Beim Sportforum der Internationalen Reiterliche Vereinigung (FEI) in Lausanne ging es nicht nur um die große Bühne, wie die Olympischen Spiele, sondern es ging auch darum, was auf großen und kleinen Turnieren hinter den Kulissen geschieht und geleistet werden muss. Da gibt es zuweilen Probleme, von denen Champagner-schlürfende VIP-Zeltbewohner nichts ahnen.

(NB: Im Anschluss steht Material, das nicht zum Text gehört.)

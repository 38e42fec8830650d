//! SQLite prompt catalogue repository implementation.

use sqlx::Row;

use talkgate_core::repository::prompt::PromptRepository;
use talkgate_types::error::RepositoryError;
use talkgate_types::prompt::Prompt;

use super::pool::DatabasePool;
use super::{format_datetime, parse_datetime, query_err};

/// SQLite-backed implementation of `PromptRepository`.
#[derive(Clone)]
pub struct SqlitePromptRepository {
    pool: DatabasePool,
}

impl SqlitePromptRepository {
    pub fn new(pool: DatabasePool) -> Self {
        Self { pool }
    }
}

struct PromptRow {
    id: String,
    title: String,
    text: String,
    created_at: String,
}

impl PromptRow {
    fn from_row(row: &sqlx::sqlite::SqliteRow) -> Result<Self, sqlx::Error> {
        Ok(Self {
            id: row.try_get("id")?,
            title: row.try_get("title")?,
            text: row.try_get("text")?,
            created_at: row.try_get("created_at")?,
        })
    }

    fn into_prompt(self) -> Result<Prompt, RepositoryError> {
        Ok(Prompt {
            id: self.id,
            title: self.title,
            text: self.text,
            created_at: parse_datetime(&self.created_at)?,
        })
    }
}

fn decode(row: &sqlx::sqlite::SqliteRow) -> Result<Prompt, RepositoryError> {
    PromptRow::from_row(row)
        .map_err(|e| RepositoryError::Decode(e.to_string()))?
        .into_prompt()
}

impl PromptRepository for SqlitePromptRepository {
    async fn upsert(&self, prompt: &Prompt) -> Result<(), RepositoryError> {
        sqlx::query(
            r#"INSERT INTO prompts (id, title, text, created_at)
               VALUES (?, ?, ?, ?)
               ON CONFLICT(id) DO UPDATE SET title = excluded.title, text = excluded.text"#,
        )
        .bind(&prompt.id)
        .bind(&prompt.title)
        .bind(&prompt.text)
        .bind(format_datetime(&prompt.created_at))
        .execute(&self.pool.writer)
        .await
        .map_err(query_err)?;

        Ok(())
    }

    async fn get(&self, id: &str) -> Result<Option<Prompt>, RepositoryError> {
        let row = sqlx::query("SELECT * FROM prompts WHERE id = ?")
            .bind(id)
            .fetch_optional(&self.pool.reader)
            .await
            .map_err(query_err)?;

        row.as_ref().map(decode).transpose()
    }

    async fn list(&self) -> Result<Vec<Prompt>, RepositoryError> {
        let rows = sqlx::query("SELECT * FROM prompts ORDER BY id ASC")
            .fetch_all(&self.pool.reader)
            .await
            .map_err(query_err)?;

        rows.iter().map(decode).collect()
    }

    async fn delete(&self, id: &str) -> Result<bool, RepositoryError> {
        let result = sqlx::query("DELETE FROM prompts WHERE id = ?")
            .bind(id)
            .execute(&self.pool.writer)
            .await
            .map_err(query_err)?;

        Ok(result.rows_affected() == 1)
    }
}

#[cfg(test)]
mod tests {
    use super::*;
    use crate::sqlite::test_support::test_pool;
    use chrono::Utc;

    fn prompt(id: &str, title: &str, text: &str) -> Prompt {
        Prompt {
            id: id.to_string(),
            title: title.to_string(),
            text: text.to_string(),
            created_at: Utc::now(),
        }
    }

    #[tokio::test]
    async fn test_upsert_replaces_title_and_text() {
        let repo = SqlitePromptRepository::new(test_pool().await);

        repo.upsert(&prompt("career", "Career", "Talk about jobs."))
            .await
            .unwrap();
        repo.upsert(&prompt("career", "Career advice", "Talk about careers."))
            .await
            .unwrap();

        let stored = repo.get("career").await.unwrap().unwrap();
        assert_eq!(stored.title, "Career advice");
        assert_eq!(stored.text, "Talk about careers.");
        assert_eq!(repo.list().await.unwrap().len(), 1);
    }

    #[tokio::test]
    async fn test_list_ordered_by_id_and_delete() {
        let repo = SqlitePromptRepository::new(test_pool().await);
        repo.upsert(&prompt("prompt_2", "B", "b")).await.unwrap();
        repo.upsert(&prompt("prompt_1", "A", "a")).await.unwrap();

        let ids: Vec<String> = repo.list().await.unwrap().into_iter().map(|p| p.id).collect();
        assert_eq!(ids, ["prompt_1", "prompt_2"]);

        assert!(repo.delete("prompt_1").await.unwrap());
        assert!(!repo.delete("prompt_1").await.unwrap());
        assert!(repo.get("prompt_1").await.unwrap().is_none());
    }
}
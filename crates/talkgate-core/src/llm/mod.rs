//! Completion Gateway abstractions.
//!
//! - `LlmProvider`: RPITIT trait for concrete provider implementations
//! - `BoxLlmProvider`: Object-safe wrapper for dynamic dispatch

pub mod box_provider;
pub mod provider;
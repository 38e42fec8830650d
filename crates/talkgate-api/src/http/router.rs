//! Axum router configuration with middleware.
//!
//! All routes are under `/api/v1/`, except `/health`.
//! Middleware: CORS, tracing.

use axum::Router;
use axum::routing::{get, post};
use tower_http::cors::{Any, CorsLayer};
use tower_http::trace::TraceLayer;

use crate::http::handlers;
use crate::state::AppState;

/// Build the complete API router with all routes and middleware.
pub fn build_router(state: AppState) -> Router {
    let cors = CorsLayer::new()
        .allow_origin(Any)
        .allow_methods(Any)
        .allow_headers(Any);

    let api_routes = Router::new()
        .route(
            "/users/{id}/entitlement",
            get(handlers::user::get_entitlement),
        )
        .route("/users/{id}/sessions", get(handlers::user::list_sessions))
        .route("/users/{id}/history", get(handlers::user::get_history))
        .route("/events", post(handlers::event::post_event));

    Router::new()
        .nest("/api/v1", api_routes)
        .route("/health", get(health_check))
        .layer(cors)
        .layer(TraceLayer::new_for_http())
        .with_state(state)
}

/// GET /health - Simple health check endpoint (no auth required).
async fn health_check() -> axum::Json<serde_json::Value> {
    axum::Json(serde_json::json!({
        "status": "ok",
        "version": env!("CARGO_PKG_VERSION"),
    }))
}
//! Transport-facing event and effect types.
//!
//! The transport adapter turns channel updates into [`InboundEvent`]s and
//! carries the orchestrator's [`OutboundEffect`]s back to the user. Button
//! payloads follow the [`Callback`] grammar.

use serde::{Deserialize, Serialize};
use uuid::Uuid;

use std::fmt;
use std::str::FromStr;

use crate::capture::RATING_RANGE;
use crate::entitlement::Plan;
use crate::prompt::validate_prompt_id;

/// An inbound update for one user, already classified by the transport.
#[derive(Debug, Clone, Serialize, Deserialize)]
pub struct InboundEvent {
    pub user_id: i64,
    pub chat_id: i64,
    pub kind: EventKind,
}

/// The shape of an inbound update.
#[derive(Debug, Clone, PartialEq, Eq, Serialize, Deserialize)]
#[serde(tag = "type", rename_all = "snake_case")]
pub enum EventKind {
    /// A slash command, name without the leading `/`.
    Command { name: String, args: String },
    /// Plain text typed by the user.
    FreeText { text: String },
    /// An inline keyboard button press.
    ButtonPress {
        data: String,
        /// Id of the message carrying the keyboard, when known.
        #[serde(default, skip_serializing_if = "Option::is_none")]
        message_id: Option<i32>,
    },
    /// A photo, document, voice note, or other attachment.
    Media { reference: String },
}

impl EventKind {
    /// Classify raw message text: `/name args` becomes a command, anything
    /// else free text. A `@botname` suffix on the command is stripped.
    pub fn from_text(text: &str) -> Self {
        let trimmed = text.trim();
        if let Some(rest) = trimmed.strip_prefix('/') {
            let (head, args) = match rest.split_once(char::is_whitespace) {
                Some((head, args)) => (head, args.trim()),
                None => (rest, ""),
            };
            let name = head.split('@').next().unwrap_or(head);
            if !name.is_empty() {
                return EventKind::Command {
                    name: name.to_lowercase(),
                    args: args.to_string(),
                };
            }
        }
        EventKind::FreeText {
            text: text.to_string(),
        }
    }
}

/// A single inline keyboard button.
#[derive(Debug, Clone, PartialEq, Eq, Serialize, Deserialize)]
pub struct Button {
    pub label: String,
    pub data: String,
}

impl Button {
    pub fn new(label: impl Into<String>, callback: &Callback) -> Self {
        Self {
            label: label.into(),
            data: callback.to_string(),
        }
    }
}

/// Rows of inline buttons attached to an outbound message.
#[derive(Debug, Clone, PartialEq, Eq, Serialize, Deserialize, Default)]
pub struct Keyboard {
    pub rows: Vec<Vec<Button>>,
}

impl Keyboard {
    /// One button per row.
    pub fn column(buttons: impl IntoIterator<Item = Button>) -> Self {
        Self {
            rows: buttons.into_iter().map(|b| vec![b]).collect(),
        }
    }

    /// All buttons on a single row.
    pub fn row(buttons: impl IntoIterator<Item = Button>) -> Self {
        Self {
            rows: vec![buttons.into_iter().collect()],
        }
    }

    pub fn is_empty(&self) -> bool {
        self.rows.iter().all(|r| r.is_empty())
    }
}

/// An instruction for the transport adapter.
#[derive(Debug, Clone, PartialEq, Eq, Serialize, Deserialize)]
#[serde(tag = "type", rename_all = "snake_case")]
pub enum OutboundEffect {
    SendText {
        chat_id: i64,
        text: String,
        #[serde(default, skip_serializing_if = "Option::is_none")]
        keyboard: Option<Keyboard>,
    },
    /// Acknowledge a button press and remove the message that carried it.
    ClearPrompt { chat_id: i64, message_id: i32 },
}

impl OutboundEffect {
    pub fn text(chat_id: i64, text: impl Into<String>) -> Self {
        OutboundEffect::SendText {
            chat_id,
            text: text.into(),
            keyboard: None,
        }
    }

    pub fn with_keyboard(chat_id: i64, text: impl Into<String>, keyboard: Keyboard) -> Self {
        OutboundEffect::SendText {
            chat_id,
            text: text.into(),
            keyboard: Some(keyboard),
        }
    }
}

/// Button payloads understood by the orchestrator.
///
/// Wire grammar (Telegram limits callback data to 64 bytes):
/// - `topic:<prompt_id>`
/// - `plan:<basic|standard|premium>`
/// - `rate:<session_uuid>:<1-5>`
#[derive(Debug, Clone, PartialEq, Eq)]
pub enum Callback {
    SelectTopic(String),
    Purchase(Plan),
    Rate { session_id: Uuid, score: u8 },
}

impl fmt::Display for Callback {
    fn fmt(&self, f: &mut fmt::Formatter<'_>) -> fmt::Result {
        match self {
            Callback::SelectTopic(id) => write!(f, "topic:{id}"),
            Callback::Purchase(plan) => write!(f, "plan:{plan}"),
            Callback::Rate { session_id, score } => write!(f, "rate:{session_id}:{score}"),
        }
    }
}

impl FromStr for Callback {
    type Err = String;

    fn from_str(s: &str) -> Result<Self, Self::Err> {
        let (kind, rest) = s
            .split_once(':')
            .ok_or_else(|| format!("malformed callback data: '{s}'"))?;

        match kind {
            "topic" => {
                validate_prompt_id(rest)?;
                Ok(Callback::SelectTopic(rest.to_string()))
            }
            "plan" => {
                let plan: Plan = rest.parse()?;
                if !Plan::PURCHASABLE.contains(&plan) {
                    return Err(format!("plan '{plan}' cannot be purchased"));
                }
                Ok(Callback::Purchase(plan))
            }
            "rate" => {
                let (session, score) = rest
                    .rsplit_once(':')
                    .ok_or_else(|| format!("malformed rating callback: '{s}'"))?;
                let session_id = Uuid::parse_str(session)
                    .map_err(|e| format!("invalid session id in rating callback: {e}"))?;
                let score: u8 = score
                    .parse()
                    .map_err(|_| format!("invalid rating score: '{score}'"))?;
                if !RATING_RANGE.contains(&score) {
                    return Err(format!("rating score {score} outside 1-5"));
                }
                Ok(Callback::Rate { session_id, score })
            }
            other => Err(format!("unknown callback kind: '{other}'")),
        }
    }
}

In einer groß angelegten Umfrage hat die FEI im letzten halben Jahr die Wünsche und Sehnsüchte der Stakeholders, also der Gruppen, die am Turniersport beteiligt sind, erforscht, der Reiter, der Organisatoren, der Pferdebesitzer, der Funktionär und der Pfleger. Mehr als 2000 Personen hatten die Fragebögen zurückgeschickt, die beim FEI-Sportforum in Lausanne jetzt vorgestellt wurden. Zum Auftakt der zweitägigen Forums wurde die Zusammenarbeit zwischen der FEI und den der „International Grooms Association (IGA)“ durch ein „Memorandum of Understanding (MOU)“ besiegelt. Wie die Gründerin des Verbandes, Lucy Katan, erklärte, kann jeder Pfleger, der Pferde auf internationalen Turnieren betreut, Mitglied werden und das Angebot nutzen, wie Weiterbildung, Karrieretipps und den Erfahrungsaustausch untereinander.

Der schöne Schein

Ist der Pfleger glücklich, sind es auch alle anderen, das Pferd, der Reiter, der Besitzer. Aber gerade „Backstage“ liegt noch vieles im Argen, wie die Umfrage offenbarte. Eine Pflegerin internationaler Eventer erinnert sich noch gut an den Tag, als sie frühmorgens beim Schein einer Taschenlampe, die sie sich notgedrungen zwischen die Zähne geklemmt hatte, ihrem Pferd die Stollen eindrehen musste, denn vernünftiges Licht gab es mangels Strom nicht. Viel zu wenig Steckdosen – ideal ist für jede zweite Box – führen anderseits oft zu abenteuerlichen Konstrukten, bei denen jedem Feuerwehrmann die Haare zu Berge stehen.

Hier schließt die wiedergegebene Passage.